** Exercise **
Report every line below that has the string "content" in it.

** Information shown **
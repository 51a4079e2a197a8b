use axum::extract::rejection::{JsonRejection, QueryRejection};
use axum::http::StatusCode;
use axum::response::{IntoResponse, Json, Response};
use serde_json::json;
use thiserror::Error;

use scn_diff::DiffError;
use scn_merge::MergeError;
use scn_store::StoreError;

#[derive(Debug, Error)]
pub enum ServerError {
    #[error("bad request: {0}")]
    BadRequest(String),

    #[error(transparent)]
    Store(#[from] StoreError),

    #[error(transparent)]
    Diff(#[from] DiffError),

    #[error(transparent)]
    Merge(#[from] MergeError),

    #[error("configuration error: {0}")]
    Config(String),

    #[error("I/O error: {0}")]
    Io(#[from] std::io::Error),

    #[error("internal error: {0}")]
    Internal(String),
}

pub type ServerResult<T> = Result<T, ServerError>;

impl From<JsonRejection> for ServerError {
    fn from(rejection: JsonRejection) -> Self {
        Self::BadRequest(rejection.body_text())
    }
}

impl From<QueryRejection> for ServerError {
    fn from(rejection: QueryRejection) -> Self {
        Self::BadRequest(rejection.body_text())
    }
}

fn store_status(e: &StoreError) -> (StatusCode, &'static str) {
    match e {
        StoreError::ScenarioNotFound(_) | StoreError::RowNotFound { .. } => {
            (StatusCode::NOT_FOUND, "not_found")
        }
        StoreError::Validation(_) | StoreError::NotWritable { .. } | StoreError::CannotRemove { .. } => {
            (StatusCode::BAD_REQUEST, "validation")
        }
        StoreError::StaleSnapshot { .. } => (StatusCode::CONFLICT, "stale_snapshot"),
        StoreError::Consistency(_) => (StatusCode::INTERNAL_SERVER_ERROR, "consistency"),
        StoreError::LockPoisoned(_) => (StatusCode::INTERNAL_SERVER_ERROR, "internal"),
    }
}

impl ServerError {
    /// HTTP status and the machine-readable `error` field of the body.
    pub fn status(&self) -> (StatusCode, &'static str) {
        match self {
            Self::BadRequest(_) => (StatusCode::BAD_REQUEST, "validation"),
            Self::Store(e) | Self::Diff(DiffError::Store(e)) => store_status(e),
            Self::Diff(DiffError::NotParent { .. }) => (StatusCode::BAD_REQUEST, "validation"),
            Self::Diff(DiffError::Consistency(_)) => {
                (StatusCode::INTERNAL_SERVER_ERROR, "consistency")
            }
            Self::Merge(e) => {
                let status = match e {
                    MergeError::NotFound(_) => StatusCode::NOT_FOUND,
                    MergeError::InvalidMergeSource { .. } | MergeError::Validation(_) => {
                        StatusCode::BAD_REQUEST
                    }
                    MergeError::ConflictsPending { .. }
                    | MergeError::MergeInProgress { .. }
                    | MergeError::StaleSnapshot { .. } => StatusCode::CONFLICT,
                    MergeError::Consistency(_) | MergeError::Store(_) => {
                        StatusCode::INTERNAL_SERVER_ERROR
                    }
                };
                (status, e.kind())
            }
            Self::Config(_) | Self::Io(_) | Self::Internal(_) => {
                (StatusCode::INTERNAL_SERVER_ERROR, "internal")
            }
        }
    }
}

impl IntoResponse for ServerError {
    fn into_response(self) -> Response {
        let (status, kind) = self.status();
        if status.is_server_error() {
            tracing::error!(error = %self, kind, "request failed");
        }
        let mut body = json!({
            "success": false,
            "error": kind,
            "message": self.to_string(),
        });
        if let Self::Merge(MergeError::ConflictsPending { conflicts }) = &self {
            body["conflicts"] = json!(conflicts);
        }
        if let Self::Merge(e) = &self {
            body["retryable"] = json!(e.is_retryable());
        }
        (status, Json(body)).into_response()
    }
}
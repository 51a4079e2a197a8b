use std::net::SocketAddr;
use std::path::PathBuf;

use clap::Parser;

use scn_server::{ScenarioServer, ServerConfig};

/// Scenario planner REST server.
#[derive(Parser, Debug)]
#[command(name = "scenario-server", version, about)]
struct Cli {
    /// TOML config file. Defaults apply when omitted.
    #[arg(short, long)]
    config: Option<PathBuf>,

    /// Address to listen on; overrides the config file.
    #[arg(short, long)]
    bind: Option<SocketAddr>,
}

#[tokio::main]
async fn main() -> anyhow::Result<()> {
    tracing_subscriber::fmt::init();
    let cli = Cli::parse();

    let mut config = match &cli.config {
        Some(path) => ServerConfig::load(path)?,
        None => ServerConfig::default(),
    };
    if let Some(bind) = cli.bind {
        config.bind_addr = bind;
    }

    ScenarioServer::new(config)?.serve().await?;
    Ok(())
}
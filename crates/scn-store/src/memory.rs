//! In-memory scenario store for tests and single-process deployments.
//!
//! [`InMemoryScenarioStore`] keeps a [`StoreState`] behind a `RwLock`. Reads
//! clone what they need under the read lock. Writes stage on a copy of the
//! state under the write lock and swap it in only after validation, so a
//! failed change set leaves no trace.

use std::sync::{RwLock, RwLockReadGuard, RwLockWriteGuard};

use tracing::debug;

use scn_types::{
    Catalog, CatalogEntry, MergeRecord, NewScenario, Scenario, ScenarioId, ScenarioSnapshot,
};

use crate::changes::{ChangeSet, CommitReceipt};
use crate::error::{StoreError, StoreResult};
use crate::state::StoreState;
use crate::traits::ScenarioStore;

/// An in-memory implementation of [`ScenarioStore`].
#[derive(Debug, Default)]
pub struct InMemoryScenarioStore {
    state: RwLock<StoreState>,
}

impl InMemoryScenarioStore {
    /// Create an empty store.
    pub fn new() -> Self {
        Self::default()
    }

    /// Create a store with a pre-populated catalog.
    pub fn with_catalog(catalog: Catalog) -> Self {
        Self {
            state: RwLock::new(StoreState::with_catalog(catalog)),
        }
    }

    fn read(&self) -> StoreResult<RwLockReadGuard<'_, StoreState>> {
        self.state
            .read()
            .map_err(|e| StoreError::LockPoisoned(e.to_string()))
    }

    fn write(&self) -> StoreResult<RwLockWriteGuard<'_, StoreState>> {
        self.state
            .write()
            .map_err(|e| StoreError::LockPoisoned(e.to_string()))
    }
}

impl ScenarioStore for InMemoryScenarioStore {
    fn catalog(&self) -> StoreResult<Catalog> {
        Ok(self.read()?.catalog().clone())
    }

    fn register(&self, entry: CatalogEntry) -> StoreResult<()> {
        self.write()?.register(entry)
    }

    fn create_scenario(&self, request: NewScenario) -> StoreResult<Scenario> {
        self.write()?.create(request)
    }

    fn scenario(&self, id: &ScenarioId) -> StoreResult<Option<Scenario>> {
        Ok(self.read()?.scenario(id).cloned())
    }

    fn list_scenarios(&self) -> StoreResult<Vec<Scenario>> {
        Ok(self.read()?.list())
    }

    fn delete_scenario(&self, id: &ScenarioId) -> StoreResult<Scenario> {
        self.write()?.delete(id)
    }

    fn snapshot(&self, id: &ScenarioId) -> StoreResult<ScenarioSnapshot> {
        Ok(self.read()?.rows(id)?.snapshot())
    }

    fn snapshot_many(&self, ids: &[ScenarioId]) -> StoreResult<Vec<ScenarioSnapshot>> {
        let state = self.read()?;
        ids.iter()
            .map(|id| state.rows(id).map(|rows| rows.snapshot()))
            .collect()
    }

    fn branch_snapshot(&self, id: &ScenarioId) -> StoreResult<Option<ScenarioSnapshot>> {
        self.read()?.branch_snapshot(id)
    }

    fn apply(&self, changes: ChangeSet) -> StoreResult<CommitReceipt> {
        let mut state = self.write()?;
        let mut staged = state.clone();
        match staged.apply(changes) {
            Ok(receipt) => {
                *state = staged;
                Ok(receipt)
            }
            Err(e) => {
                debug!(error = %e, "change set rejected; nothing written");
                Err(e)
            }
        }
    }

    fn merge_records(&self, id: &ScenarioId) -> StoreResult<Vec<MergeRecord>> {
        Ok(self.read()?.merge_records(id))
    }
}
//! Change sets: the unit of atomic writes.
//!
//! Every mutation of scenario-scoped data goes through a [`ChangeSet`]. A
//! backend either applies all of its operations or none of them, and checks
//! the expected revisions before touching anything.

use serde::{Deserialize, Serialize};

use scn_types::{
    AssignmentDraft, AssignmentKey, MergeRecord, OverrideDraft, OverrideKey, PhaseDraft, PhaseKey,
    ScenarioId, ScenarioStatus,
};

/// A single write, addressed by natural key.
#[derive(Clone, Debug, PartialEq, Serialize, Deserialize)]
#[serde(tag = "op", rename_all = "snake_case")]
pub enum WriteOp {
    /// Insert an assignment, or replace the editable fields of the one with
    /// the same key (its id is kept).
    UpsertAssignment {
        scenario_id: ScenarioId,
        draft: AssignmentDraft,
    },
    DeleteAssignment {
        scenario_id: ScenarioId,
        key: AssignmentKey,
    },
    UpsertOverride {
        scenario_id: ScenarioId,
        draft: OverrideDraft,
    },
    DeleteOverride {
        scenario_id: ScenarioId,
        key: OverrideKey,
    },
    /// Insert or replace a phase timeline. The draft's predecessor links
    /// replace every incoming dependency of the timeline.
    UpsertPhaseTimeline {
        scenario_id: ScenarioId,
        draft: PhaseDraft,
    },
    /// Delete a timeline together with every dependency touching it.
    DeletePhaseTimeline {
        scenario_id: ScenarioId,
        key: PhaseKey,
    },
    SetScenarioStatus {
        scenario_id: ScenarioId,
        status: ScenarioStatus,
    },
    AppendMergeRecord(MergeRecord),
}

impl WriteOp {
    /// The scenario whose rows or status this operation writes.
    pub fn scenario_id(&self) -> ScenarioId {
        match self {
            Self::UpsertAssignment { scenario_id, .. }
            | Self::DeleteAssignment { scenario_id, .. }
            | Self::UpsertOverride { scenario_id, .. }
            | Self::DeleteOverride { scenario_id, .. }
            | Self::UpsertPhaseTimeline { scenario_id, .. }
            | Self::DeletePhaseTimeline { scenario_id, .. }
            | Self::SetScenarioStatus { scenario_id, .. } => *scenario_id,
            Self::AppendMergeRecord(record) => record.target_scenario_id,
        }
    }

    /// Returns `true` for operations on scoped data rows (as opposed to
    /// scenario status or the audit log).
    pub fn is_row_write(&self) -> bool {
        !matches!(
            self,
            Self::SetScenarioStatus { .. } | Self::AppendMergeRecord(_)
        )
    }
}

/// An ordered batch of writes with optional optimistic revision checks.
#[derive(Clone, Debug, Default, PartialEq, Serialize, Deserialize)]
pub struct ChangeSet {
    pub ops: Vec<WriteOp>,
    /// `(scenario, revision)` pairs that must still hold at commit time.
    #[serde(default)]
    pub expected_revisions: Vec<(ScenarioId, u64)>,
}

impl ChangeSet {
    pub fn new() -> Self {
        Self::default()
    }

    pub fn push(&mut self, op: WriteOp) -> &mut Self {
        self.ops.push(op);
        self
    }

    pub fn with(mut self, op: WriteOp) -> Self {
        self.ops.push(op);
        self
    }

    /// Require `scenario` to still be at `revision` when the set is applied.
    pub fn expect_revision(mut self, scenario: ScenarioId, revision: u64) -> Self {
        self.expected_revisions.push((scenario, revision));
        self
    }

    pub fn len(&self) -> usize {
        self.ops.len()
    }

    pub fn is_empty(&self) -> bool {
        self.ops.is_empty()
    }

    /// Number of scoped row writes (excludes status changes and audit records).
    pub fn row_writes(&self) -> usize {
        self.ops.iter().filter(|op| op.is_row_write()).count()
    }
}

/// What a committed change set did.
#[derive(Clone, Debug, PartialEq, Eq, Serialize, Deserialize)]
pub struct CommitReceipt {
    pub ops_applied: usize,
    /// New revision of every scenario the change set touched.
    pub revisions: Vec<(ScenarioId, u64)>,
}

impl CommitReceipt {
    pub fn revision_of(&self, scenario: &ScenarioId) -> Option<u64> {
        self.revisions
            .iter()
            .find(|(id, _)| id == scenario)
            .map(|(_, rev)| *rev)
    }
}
* * *
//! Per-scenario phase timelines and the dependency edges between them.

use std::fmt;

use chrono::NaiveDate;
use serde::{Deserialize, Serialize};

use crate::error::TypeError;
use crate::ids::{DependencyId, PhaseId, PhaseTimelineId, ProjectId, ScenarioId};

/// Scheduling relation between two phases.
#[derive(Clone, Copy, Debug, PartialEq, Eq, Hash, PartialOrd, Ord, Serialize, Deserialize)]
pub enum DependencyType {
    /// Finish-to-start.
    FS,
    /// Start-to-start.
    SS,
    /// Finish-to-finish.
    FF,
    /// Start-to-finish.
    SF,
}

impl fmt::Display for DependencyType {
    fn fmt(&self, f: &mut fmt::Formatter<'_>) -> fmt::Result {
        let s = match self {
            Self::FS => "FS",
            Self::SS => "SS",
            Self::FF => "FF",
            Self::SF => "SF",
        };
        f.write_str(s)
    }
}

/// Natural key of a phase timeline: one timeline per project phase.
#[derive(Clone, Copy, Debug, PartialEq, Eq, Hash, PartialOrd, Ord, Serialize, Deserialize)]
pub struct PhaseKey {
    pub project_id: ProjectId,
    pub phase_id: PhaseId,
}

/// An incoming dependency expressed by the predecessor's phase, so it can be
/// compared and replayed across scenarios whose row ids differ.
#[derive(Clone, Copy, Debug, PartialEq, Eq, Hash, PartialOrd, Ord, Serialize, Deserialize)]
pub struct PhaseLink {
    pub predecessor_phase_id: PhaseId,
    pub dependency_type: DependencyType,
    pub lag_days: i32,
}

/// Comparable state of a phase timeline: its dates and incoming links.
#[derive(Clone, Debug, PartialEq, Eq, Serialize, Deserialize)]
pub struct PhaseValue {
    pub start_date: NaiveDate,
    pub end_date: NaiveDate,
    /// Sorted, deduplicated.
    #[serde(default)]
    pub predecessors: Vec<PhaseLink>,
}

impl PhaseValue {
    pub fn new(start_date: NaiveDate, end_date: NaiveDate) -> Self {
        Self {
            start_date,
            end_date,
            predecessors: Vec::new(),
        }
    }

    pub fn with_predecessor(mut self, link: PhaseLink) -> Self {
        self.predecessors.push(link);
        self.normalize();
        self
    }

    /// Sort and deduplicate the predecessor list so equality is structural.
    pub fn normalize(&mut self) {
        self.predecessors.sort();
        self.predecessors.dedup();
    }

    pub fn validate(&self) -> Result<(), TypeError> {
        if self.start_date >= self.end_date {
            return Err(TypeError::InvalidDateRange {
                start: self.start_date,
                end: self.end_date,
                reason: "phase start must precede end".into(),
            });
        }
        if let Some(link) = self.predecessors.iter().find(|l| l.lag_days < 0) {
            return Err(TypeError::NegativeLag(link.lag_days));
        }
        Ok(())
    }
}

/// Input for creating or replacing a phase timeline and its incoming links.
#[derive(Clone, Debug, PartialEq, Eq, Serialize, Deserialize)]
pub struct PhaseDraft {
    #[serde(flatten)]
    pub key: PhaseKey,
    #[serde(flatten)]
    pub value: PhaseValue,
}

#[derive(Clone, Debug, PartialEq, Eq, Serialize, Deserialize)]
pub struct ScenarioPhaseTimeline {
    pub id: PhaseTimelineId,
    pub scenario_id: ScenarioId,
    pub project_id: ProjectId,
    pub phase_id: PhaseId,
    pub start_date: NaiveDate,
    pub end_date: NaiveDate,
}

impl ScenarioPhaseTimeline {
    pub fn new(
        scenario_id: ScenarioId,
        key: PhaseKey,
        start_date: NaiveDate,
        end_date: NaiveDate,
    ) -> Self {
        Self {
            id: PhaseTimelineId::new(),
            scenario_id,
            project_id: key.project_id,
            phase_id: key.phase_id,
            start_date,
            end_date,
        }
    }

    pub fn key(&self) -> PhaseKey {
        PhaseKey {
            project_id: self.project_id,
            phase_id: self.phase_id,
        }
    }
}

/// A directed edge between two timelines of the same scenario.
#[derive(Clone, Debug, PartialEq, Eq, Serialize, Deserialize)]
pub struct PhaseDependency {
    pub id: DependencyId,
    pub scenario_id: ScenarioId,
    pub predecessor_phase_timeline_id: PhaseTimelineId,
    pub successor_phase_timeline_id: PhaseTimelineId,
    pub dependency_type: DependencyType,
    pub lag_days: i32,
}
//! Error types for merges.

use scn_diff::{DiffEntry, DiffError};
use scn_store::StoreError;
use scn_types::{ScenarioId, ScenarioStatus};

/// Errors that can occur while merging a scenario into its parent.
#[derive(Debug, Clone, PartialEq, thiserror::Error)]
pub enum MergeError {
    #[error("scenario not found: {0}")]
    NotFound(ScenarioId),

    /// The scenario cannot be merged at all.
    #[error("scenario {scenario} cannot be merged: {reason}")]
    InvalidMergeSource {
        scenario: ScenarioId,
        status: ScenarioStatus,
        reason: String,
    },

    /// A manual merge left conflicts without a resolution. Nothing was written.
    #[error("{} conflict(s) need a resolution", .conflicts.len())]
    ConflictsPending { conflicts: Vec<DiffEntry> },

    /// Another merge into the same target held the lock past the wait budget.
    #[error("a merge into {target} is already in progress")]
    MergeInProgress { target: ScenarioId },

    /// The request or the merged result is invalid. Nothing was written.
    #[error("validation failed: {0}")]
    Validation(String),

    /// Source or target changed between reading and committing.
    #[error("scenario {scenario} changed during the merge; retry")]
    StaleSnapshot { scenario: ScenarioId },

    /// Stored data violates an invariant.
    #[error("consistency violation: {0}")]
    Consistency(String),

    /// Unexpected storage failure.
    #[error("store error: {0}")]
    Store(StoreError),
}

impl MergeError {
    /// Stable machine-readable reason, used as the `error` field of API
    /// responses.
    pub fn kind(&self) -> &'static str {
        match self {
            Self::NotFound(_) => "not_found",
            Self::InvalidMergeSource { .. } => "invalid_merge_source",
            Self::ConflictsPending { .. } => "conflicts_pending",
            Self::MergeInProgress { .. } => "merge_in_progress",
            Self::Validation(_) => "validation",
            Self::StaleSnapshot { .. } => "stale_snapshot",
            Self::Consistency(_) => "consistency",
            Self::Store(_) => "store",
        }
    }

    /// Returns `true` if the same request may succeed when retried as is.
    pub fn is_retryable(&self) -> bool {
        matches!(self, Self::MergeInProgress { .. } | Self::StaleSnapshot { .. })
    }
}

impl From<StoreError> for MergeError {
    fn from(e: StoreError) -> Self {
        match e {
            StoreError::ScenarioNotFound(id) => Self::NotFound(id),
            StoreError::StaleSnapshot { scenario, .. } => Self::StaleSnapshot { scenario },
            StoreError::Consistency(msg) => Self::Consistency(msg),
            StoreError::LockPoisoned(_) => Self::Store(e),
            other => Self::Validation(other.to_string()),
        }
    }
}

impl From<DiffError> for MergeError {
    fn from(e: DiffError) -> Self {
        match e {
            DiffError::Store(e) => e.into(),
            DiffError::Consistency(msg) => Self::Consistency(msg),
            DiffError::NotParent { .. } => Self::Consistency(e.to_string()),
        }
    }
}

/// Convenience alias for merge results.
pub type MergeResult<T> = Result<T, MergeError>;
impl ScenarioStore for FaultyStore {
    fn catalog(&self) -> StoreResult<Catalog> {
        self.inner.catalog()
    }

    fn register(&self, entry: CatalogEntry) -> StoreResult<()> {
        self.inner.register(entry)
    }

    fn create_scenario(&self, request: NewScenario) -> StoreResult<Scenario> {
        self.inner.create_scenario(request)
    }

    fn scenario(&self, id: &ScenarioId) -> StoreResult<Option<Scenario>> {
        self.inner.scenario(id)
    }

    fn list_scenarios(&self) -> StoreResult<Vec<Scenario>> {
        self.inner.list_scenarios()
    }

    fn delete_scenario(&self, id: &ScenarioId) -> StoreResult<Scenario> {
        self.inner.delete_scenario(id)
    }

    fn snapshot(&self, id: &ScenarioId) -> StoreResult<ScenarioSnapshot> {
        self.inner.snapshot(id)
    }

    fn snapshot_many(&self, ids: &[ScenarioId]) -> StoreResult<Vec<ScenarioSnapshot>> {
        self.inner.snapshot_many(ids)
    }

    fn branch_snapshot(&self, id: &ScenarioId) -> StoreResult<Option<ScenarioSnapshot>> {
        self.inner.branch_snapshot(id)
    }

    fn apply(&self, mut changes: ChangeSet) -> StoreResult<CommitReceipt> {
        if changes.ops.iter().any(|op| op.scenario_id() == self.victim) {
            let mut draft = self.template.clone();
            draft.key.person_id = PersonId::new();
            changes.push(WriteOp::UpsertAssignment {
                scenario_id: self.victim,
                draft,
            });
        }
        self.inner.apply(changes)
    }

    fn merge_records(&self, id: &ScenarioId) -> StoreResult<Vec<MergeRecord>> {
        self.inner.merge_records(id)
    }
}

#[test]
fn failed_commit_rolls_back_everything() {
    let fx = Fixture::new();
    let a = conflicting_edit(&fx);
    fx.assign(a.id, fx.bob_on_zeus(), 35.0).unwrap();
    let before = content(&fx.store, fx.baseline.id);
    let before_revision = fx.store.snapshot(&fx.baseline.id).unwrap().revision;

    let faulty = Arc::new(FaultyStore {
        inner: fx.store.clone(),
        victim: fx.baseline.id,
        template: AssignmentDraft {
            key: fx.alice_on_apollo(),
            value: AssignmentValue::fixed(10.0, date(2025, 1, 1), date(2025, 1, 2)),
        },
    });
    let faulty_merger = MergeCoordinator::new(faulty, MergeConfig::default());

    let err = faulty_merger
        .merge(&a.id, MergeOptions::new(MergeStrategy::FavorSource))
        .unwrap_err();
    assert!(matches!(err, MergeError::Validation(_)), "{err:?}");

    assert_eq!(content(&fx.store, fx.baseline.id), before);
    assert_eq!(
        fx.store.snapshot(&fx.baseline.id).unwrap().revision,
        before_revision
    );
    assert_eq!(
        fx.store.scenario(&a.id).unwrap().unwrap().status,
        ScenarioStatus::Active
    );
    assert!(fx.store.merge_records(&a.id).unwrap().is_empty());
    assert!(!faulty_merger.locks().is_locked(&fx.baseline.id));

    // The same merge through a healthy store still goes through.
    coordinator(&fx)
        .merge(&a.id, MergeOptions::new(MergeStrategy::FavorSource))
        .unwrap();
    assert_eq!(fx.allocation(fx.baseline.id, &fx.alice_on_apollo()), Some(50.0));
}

** Result for this task **
    let before = content(&fx.store, fx.baseline.id);
    assert_eq!(content(&fx.store, fx.baseline.id), before);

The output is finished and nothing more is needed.